Semana passada um homem “num dia de cão”, em São Paulo, saiu atirando a esmo. Sim, porque  o controle nessa sociedade que inventamos se espraia insidiosamente, usando de ardis. Em que direção devemos atirar já não sabemos. E por não saber, escondemo-nos nas nossas casas gradeadas, deixando que o outro faça o trabalho sujo. E depois lhe atiramos pedras e bosta.

Hoje as autoridades eleitas e as que almejam a nossa atenção nas urnas foram ao Bonfim. Cheios de fé, querem nos fazer crer, pedem ao Senhor da Sagrada Colina que cuide da cidade. Eu aqui rogo à mesma entidade que não os escute. Precisamos criar a nossa salvação.

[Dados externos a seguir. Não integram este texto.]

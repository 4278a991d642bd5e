//! Defines the `GeneticModel`: the fixed conditional probability tables of the inheritance network.
//!
//! Every person has two variables. `genes` takes values in `{0, 1, 2}` and `trait` is boolean. The
//! CPD of `trait` depends only on the same person's `genes`. The CPD of `genes` is the founder prior
//! for a person without parents, and otherwise is determined by the parents' `genes` through the
//! transmission table, which accounts for mutation.

use crate::util::{HeredityError, Result};

use ndarray::prelude as nd;

/// Number of values a gene count can take: `{0, 1, 2}`
pub const GENE_COUNTS: usize = 3;

/// Unconditional gene-count distribution for people without parents, indexed by gene count
pub const DEFAULT_PRIOR: [f64; GENE_COUNTS] = [0.96, 0.03, 0.01];

/// `P(trait = true | genes)`, indexed by gene count
pub const DEFAULT_TRAIT: [f64; GENE_COUNTS] = [0.01, 0.56, 0.65];

/// Probability that a transmitted allele flips
pub const DEFAULT_MUTATION: f64 = 0.01;

/// Tolerance used when checking that a distribution sums to one
const SUM_TOLERANCE: f64 = 1e-9;


/// The probability tables of the inheritance network.
///
/// A `GeneticModel` is immutable once built. Every lookup is a pure function of its arguments, so
/// alternate models can be substituted freely.
#[derive(Clone, Debug, PartialEq)]
pub struct GeneticModel {

    /// `P(genes)` for founders. Shape `[3]`.
    prior: nd::Array1<f64>,

    /// `P(trait | genes)`, indexed `[genes, trait as usize]`. Shape `[3, 2]`.
    expression: nd::Array2<f64>,

    /// `P(parent passes `passed` copies | parent genes)`, indexed `[genes, passed]`. Shape `[3, 2]`.
    transmission: nd::Array2<f64>,

    mutation: f64

}

impl GeneticModel {

    /// Create a new `GeneticModel`.
    ///
    /// # Args
    /// * `prior`: `P(genes = g)` for a person without parents, indexed by `g`
    /// * `trait_given_genes`: `P(trait = true | genes = g)`, indexed by `g`
    /// * `mutation`: the probability that a transmitted allele flips
    ///
    /// # Errors
    /// * `HeredityError::InvalidModel` if any value is outside `[0, 1]`, or `prior` does not sum
    ///   to one
    pub fn new(
        prior: [f64; GENE_COUNTS],
        trait_given_genes: [f64; GENE_COUNTS],
        mutation: f64
    ) -> Result<Self> {
        let values = prior.iter().chain(trait_given_genes.iter()).chain(Some(&mutation));
        if let Some(p) = values.cloned().find(|p| !is_probability(*p)) {
            return Err(HeredityError::InvalidModel(format!("{} is not a probability", p)));
        }

        let total: f64 = prior.iter().sum();
        if (total - 1.0).abs() > SUM_TOLERANCE {
            return Err(HeredityError::InvalidModel(format!("gene prior sums to {}, not 1", total)));
        }

        Ok(GeneticModel::build(prior, trait_given_genes, mutation))
    }

    fn build(prior: [f64; GENE_COUNTS], trait_given_genes: [f64; GENE_COUNTS], mutation: f64) -> Self {
        let expression = nd::Array2::from_shape_fn((GENE_COUNTS, 2), |(g, t)| {
            if t == 1 { trait_given_genes[g] } else { 1.0 - trait_given_genes[g] }
        });

        // Each of the parent's two copies is chosen with equal chance, so the chosen allele is the
        // gene with probability g / 2. It then flips with probability `mutation`.
        let transmission = nd::Array2::from_shape_fn((GENE_COUNTS, 2), |(g, passed)| {
            let carried = g as f64 / 2.0;
            let gene = carried * (1.0 - mutation) + (1.0 - carried) * mutation;
            if passed == 1 { gene } else { 1.0 - gene }
        });

        GeneticModel {
            prior: nd::Array1::from(prior.to_vec()),
            expression,
            transmission,
            mutation
        }
    }

    /// The mutation rate of this model
    pub fn mutation(&self) -> f64 {
        self.mutation
    }

    /// `P(genes)` for a person without parents. Zero for a gene count outside `{0, 1, 2}`.
    pub fn founder_prior(&self, genes: usize) -> f64 {
        self.prior.get(genes).cloned().unwrap_or(0.0)
    }

    /// `P(trait = has_trait | genes)`. Zero for a gene count outside `{0, 1, 2}`.
    pub fn trait_probability(&self, genes: usize, has_trait: bool) -> f64 {
        self.expression.get((genes, has_trait as usize)).cloned().unwrap_or(0.0)
    }

    /// The probability that a parent with `parent_genes` copies passes `passed` copies (0 or 1) to
    /// a child. Zero for any other `passed`.
    pub fn transmission_probability(&self, parent_genes: usize, passed: usize) -> f64 {
        self.transmission.get((parent_genes, passed)).cloned().unwrap_or(0.0)
    }

    /// `P(child genes = child_genes | mother genes, father genes)`.
    ///
    /// Sums over the ways to split `child_genes` into one copy count from each parent.
    pub fn child_gene_probability(&self, child_genes: usize, mother_genes: usize, father_genes: usize) -> f64 {
        (0..=1).filter(|&from_mother| from_mother <= child_genes)
               .map(|from_mother| {
                   self.transmission_probability(mother_genes, from_mother)
                       * self.transmission_probability(father_genes, child_genes - from_mother)
               })
               .sum()
    }
}

impl Default for GeneticModel {

    /// The model with `DEFAULT_PRIOR`, `DEFAULT_TRAIT`, and `DEFAULT_MUTATION`
    fn default() -> Self {
        GeneticModel::build(DEFAULT_PRIOR, DEFAULT_TRAIT, DEFAULT_MUTATION)
    }
}

fn is_probability(p: f64) -> bool {
    p.is_finite() && (0.0..=1.0).contains(&p)
}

Ano passado promotores do Ministério Público reuniram-se para cobrar da Prefeitura de Salvador, considerada a mais negligente com relação ao cumprimento do Estatuto da Criança e do Adolescente, relativamente à proteção daqueles em situação de vulnerabilidade e risco, ações concretas para atenção ao Estatuto. De quem é o filho, afinal, continuo me perguntando? Num jogo de empurra, as crianças, os jovens e suas famílias, longe de um berço esplêndido, são filhos de ninguém. Nós somos os filhos de ninguém. Nós somos filhos do abandono.

Por outro lado, apenas nos lamentamos. Não, o mundo não vai acabar em dezembro. Esta acabando agora, a cada dia, a cada silêncio nosso. E nem percebemos que fomos nós que abrimos a porta para que nosso jardim fosse pisoteado. Como se não bastasse oferecemos em sacrifício o nosso cão e, por fim, subimos nos ombros do gigante  adormecido para apagar a lua.

Meu pai e tantos outros brigaram para que esse fosse um país democrático. Muitos morreram. Hoje já não se morre por uma causa. Morre-se por não comprar o carro último tipo. Meu pai brigou para que um governo de esquerda se instalasse. Lembro que chorou quando colocou seu voto para Lula na primeira vez que ele venceu. Será que vocês não viram o choro do meu pai? Era de alegria. Hoje, meu pai está chorando. Não escutam o grito de tristeza?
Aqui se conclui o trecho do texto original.